Learning Investing from My Father


Many families never talk about money (or sex), seeing the subjects as taboo for discussion between the generations.  Schools have taken on the responsibility of teaching sex (although without teaching any of the morals, because that would be judgemental, teaching religion, or old-fashioned), but there is still very little taught in the area of personal finance.  Some students – generally the ones who the schools decide won’t be able to understand algebra,  and are therefore relegated to “consumer math” – may get some of the very basics on the mechanics of handling money.  They get very little good advice on budgeting and investing, however.  In fact, they are often taught how to do things like use credit cards and take out consumer loans – the things that many should really avoid.

Our family was somewhat odd in that we were investors, or at least my father was.  I remember from the age of nine or ten seeing him at his desk in the corner of our livingroom, a desk lamp shining on the sheets of graph paper where he would dutifully write down the closing prices for his stocks each day.  There were no websites to give you stock quotes.  He would use the stock tables in the C section of The Wall Street Journal which had listings for the NYSE, the NASDAQ, the American Exchange, and bonds and other investments.  He would write down the prices on one sheet and then graph them on the next, making a series of dots for the closing prices with a line connecting them.  He would use a four-color ball point pen to plot four stocks on each sheet of paper, each in its own color.  Each sheet of graph paper would last for about three months before he would need to start a new sheet.
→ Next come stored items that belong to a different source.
//! Desktop actions, command execution and recording on a [`Session`].
//!
//! Each method maps to exactly one control server call.

use crate::client::{
    CommandResult, Platform, RecordingInfo, Window, WindowGeometry, WindowHandle,
};
use crate::config::check_max_timeout;
use crate::error::{Result, SessionError};
use crate::session::Session;
use base64::engine::general_purpose::STANDARD;
use base64::Engine as _;
use deskbox_provider::ScreenSize;
use serde::{Deserialize, Serialize};
use serde_json::{json, Value};
use std::time::Duration;

/// Default per-character delay for [`Session::type_text`].
pub const DEFAULT_TYPING_DELAY: Duration = Duration::from_millis(75);

/// Longest accepted delay between typed characters.
pub const MAX_TYPING_DELAY: Duration = Duration::from_secs(10);

/// Mouse button.
#[derive(Debug, Clone, Copy, Default, PartialEq, Eq, Serialize, Deserialize)]
#[serde(rename_all = "lowercase")]
pub enum MouseButton {
    #[default]
    Left,
    Right,
    Middle,
}

/// Scroll direction.
#[derive(Debug, Clone, Copy, PartialEq, Eq, Serialize, Deserialize)]
#[serde(rename_all = "lowercase")]
pub enum ScrollDirection {
    Up,
    Down,
    Left,
    Right,
}

#[derive(Deserialize)]
struct Point {
    x: i64,
    y: i64,
}

#[derive(Deserialize)]
struct Size {
    width: u32,
    height: u32,
}

#[derive(Deserialize)]
struct Spawned {
    pid: u32,
}

#[derive(Deserialize)]
struct WindowList {
    windows: Vec<Window>,
}

#[derive(Deserialize)]
struct Screenshot {
    data: String,
}

/// Response budget for typing `chars` characters: the server types for
/// about `chars * delay`.
fn typing_budget(rpc_timeout: Duration, delay: Duration, chars: usize) -> Duration {
    let chars = u32::try_from(chars).unwrap_or(u32::MAX);
    rpc_timeout.saturating_add(delay.saturating_mul(chars))
}

fn decode<T: serde::de::DeserializeOwned>(value: Value) -> Result<T> {
    serde_json::from_value(value).map_err(SessionError::from)
}

impl Session {
    async fn action(&self, method: &str, params: Value) -> Result<Value> {
        tracing::debug!(session_id = %self.id(), method = %method, "Desktop action");
        self.call(method, params, self.config().rpc_timeout).await
    }

    /// Click at a position.
    ///
    /// # Errors
    ///
    /// Returns `InvalidArgument` if the point is outside the screen.
    pub async fn click(&self, x: i64, y: i64, button: MouseButton) -> Result<()> {
        self.action("click", json!({"x": x, "y": y, "button": button, "count": 1}))
            .await?;
        Ok(())
    }

    /// Double-click with the left button.
    pub async fn double_click(&self, x: i64, y: i64) -> Result<()> {
        self.action(
            "click",
            json!({"x": x, "y": y, "button": MouseButton::Left, "count": 2}),
        )
        .await?;
        Ok(())
    }

    /// Click with the right button.
    pub async fn right_click(&self, x: i64, y: i64) -> Result<()> {
        self.click(x, y, MouseButton::Right).await
    }

    /// Move the pointer.
    pub async fn move_mouse(&self, x: i64, y: i64) -> Result<()> {
        self.action("move", json!({"x": x, "y": y})).await?;
        Ok(())
    }

    /// Press and hold a mouse button at the current position.
    pub async fn mouse_press(&self, button: MouseButton) -> Result<()> {
        self.action("mouse_press", json!({"button": button})).await?;
        Ok(())
    }

    /// Release a held mouse button.
    pub async fn mouse_release(&self, button: MouseButton) -> Result<()> {
        self.action("mouse_release", json!({"button": button}))
            .await?;
        Ok(())
    }

    /// Drag with the left button from one point to another.
    pub async fn drag(&self, from: (i64, i64), to: (i64, i64)) -> Result<()> {
        self.action("drag", json!({"from": from, "to": to})).await?;
        Ok(())
    }

    /// Scroll `amount` steps at a position.
    pub async fn scroll(
        &self,
        x: i64,
        y: i64,
        direction: ScrollDirection,
        amount: u32,
    ) -> Result<()> {
        self.action(
            "scroll",
            json!({"x": x, "y": y, "direction": direction, "amount": amount}),
        )
        .await?;
        Ok(())
    }

    /// Press a key combination, e.g. `["ctrl", "c"]`.
    ///
    /// Keys are pressed in order and released together.
    pub async fn key_press(&self, keys: &[&str]) -> Result<()> {
        if keys.is_empty() {
            return Err(SessionError::InvalidArgument("no keys given".into()));
        }
        self.action("key_press", json!({"keys": keys})).await?;
        Ok(())
    }

    /// Type text with a delay between characters.
    ///
    /// # Errors
    ///
    /// Returns `InvalidArgument` if `delay` exceeds [`MAX_TYPING_DELAY`].
    pub async fn type_text(&self, text: &str, delay: Duration) -> Result<()> {
        if delay > MAX_TYPING_DELAY {
            return Err(SessionError::InvalidArgument(format!(
                "typing delay must be at most {} ms, got {} ms",
                MAX_TYPING_DELAY.as_millis(),
                delay.as_millis()
            )));
        }
        let budget = typing_budget(self.config().rpc_timeout, delay, text.chars().count());
        self.call(
            "type_text",
            json!({"text": text, "delay_ms": delay.as_millis() as u64}),
            budget,
        )
        .await?;
        Ok(())
    }

    /// Start a shell command on the desktop without waiting for it.
    ///
    /// Returns the process id inside the container.
    pub async fn launch(&self, command: &str) -> Result<u32> {
        let spawned: Spawned = decode(self.action("launch", json!({"command": command})).await?)?;
        tracing::info!(session_id = %self.id(), pid = spawned.pid, command = %command, "Application launched");
        Ok(spawned.pid)
    }

    /// Open a URL in the desktop browser.
    pub async fn open_url(&self, url: &str) -> Result<u32> {
        let spawned: Spawned = decode(self.action("open_url", json!({"url": url})).await?)?;
        Ok(spawned.pid)
    }

    /// List visible windows, optionally filtered by application class.
    pub async fn list_windows(&self, app_hint: Option<&str>) -> Result<Vec<Window>> {
        let list: WindowList =
            decode(self.action("list_windows", json!({"app_hint": app_hint})).await?)?;
        tracing::trace!(session_id = %self.id(), count = list.windows.len(), "Windows listed");
        Ok(list.windows)
    }

    /// Raise and focus a window.
    ///
    /// # Errors
    ///
    /// Returns `InvalidHandle` if the window no longer exists.
    pub async fn activate_window(&self, handle: &WindowHandle) -> Result<()> {
        self.action("activate_window", json!({"handle": handle}))
            .await?;
        Ok(())
    }

    /// The window that currently has keyboard focus.
    pub async fn active_window(&self) -> Result<Window> {
        decode(self.action("active_window", json!({})).await?)
    }

    /// Position and size of a window.
    ///
    /// # Errors
    ///
    /// Returns `InvalidHandle` if the window no longer exists.
    pub async fn window_geometry(&self, handle: &WindowHandle) -> Result<WindowGeometry> {
        decode(self.action("window_geometry", json!({"handle": handle})).await?)
    }

    /// Ask a window to close.
    ///
    /// # Errors
    ///
    /// Returns `InvalidHandle` if the window no longer exists.
    pub async fn close_window(&self, handle: &WindowHandle) -> Result<()> {
        self.action("close_window", json!({"handle": handle})).await?;
        Ok(())
    }

    /// Capture the screen as PNG bytes.
    pub async fn screenshot(&self) -> Result<Vec<u8>> {
        let shot: Screenshot = decode(self.action("screenshot", json!({})).await?)?;
        STANDARD
            .decode(shot.data)
            .map_err(|e| SessionError::Transport(format!("screenshot payload: {e}")))
    }

    /// Current pointer position.
    pub async fn cursor_position(&self) -> Result<(i64, i64)> {
        let point: Point = decode(self.action("cursor_position", json!({})).await?)?;
        Ok((point.x, point.y))
    }

    /// Display geometry as seen by the server.
    pub async fn screen_size(&self) -> Result<ScreenSize> {
        let size: Size = decode(self.action("screen_size", json!({})).await?)?;
        Ok(ScreenSize::new(size.width, size.height))
    }

    /// Operating system facts from inside the container.
    pub async fn platform(&self) -> Result<Platform> {
        decode(self.action("platform", json!({})).await?)
    }

    /// Execute a shell command with the configured timeout.
    ///
    /// A command that runs out of time is not an error: the result has
    /// `timed_out` set and carries the output produced so far. Use
    /// [`CommandResult::ensure_completed`] to treat it as one.
    ///
    /// # Errors
    ///
    /// Returns `Busy` if another command is running on this session.
    pub async fn execute_command(&self, command: &str) -> Result<CommandResult> {
        self.execute_command_with_timeout(command, self.config().command_timeout)
            .await
    }

    /// Execute a shell command with an explicit timeout.
    pub async fn execute_command_with_timeout(
        &self,
        command: &str,
        timeout: Duration,
    ) -> Result<CommandResult> {
        self.run_command(command, "shell", &[], timeout).await
    }

    /// Execute Python code after importing `modules`.
    ///
    /// A module that fails to import shows up in `stderr` with a non-zero
    /// exit code.
    pub async fn execute_python_command(
        &self,
        code: &str,
        modules: &[&str],
    ) -> Result<CommandResult> {
        self.run_command(code, "python", modules, self.config().command_timeout)
            .await
    }

    async fn run_command(
        &self,
        command: &str,
        interpreter: &str,
        modules: &[&str],
        timeout: Duration,
    ) -> Result<CommandResult> {
        if timeout.is_zero() {
            return Err(SessionError::InvalidArgument("timeout must be > 0".into()));
        }
        check_max_timeout("timeout", timeout)?;
        let _slot = self.claim_command_slot()?;
        tracing::debug!(
            session_id = %self.id(),
            interpreter,
            command_len = command.len(),
            timeout_ms = timeout.as_millis() as u64,
            "Executing command"
        );
        let params = json!({
            "command": command,
            "interpreter": interpreter,
            "modules": modules,
            "timeout_ms": timeout.as_millis() as u64,
        });
        let value = self
            .call(
                "run_command",
                params,
                timeout.saturating_add(self.config().rpc_timeout),
            )
            .await?;
        let result: CommandResult = decode(value)?;
        tracing::debug!(
            session_id = %self.id(),
            exit_code = ?result.exit_code,
            timed_out = result.timed_out,
            stdout_len = result.stdout.len(),
            stderr_len = result.stderr.len(),
            "Command completed"
        );
        Ok(result)
    }

    /// Start recording the display.
    ///
    /// # Errors
    ///
    /// Fails if a recording is already active; the active one is untouched.
    pub async fn start_recording(&self) -> Result<RecordingInfo> {
        let info: RecordingInfo = decode(self.action("start_recording", json!({})).await?)?;
        *self.recording_guard() = Some(info.recording_id.clone());
        tracing::info!(session_id = %self.id(), recording_id = %info.recording_id, "Recording started");
        Ok(info)
    }
}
I got interested in what he was doing and started asking questions.  Eventually, at the age of 12, I decided that I wanted to invest the money in my savings account – a grand total of $225 – in stocks and asked him to help me.  At that time a savings account would routinely pay 5%, which I thought was the standard rate that such accounts would always pay.  I didn’t know that inflation had gotten way out of control under the Carter Administration and that the Federal Reserve has raised interbank interest rates to 18% or more to try to kill the beast that was devouring savings.

My father pulled out his thick binder that held his Value Line Investment Survey as I had seen him do many times before.  We went to the back of the index section that had the stocks ranked 1 and 2 for Timeliness, a proprietary measure Value Line uses to rate how they believe  stocks will do over the next year.  Those with a “1″ are expected to do the best, followed by those with a “2″and so on, down to the 5′s that are expected to lag the pack.  He set the criteria to find stocks that had a 1 or 2 for Timeliness and at least a 3 for Safety, another Value Line measure.  We searched through and settled on Tucson Electric Power, a utility that provided power for Tucson, Arizona.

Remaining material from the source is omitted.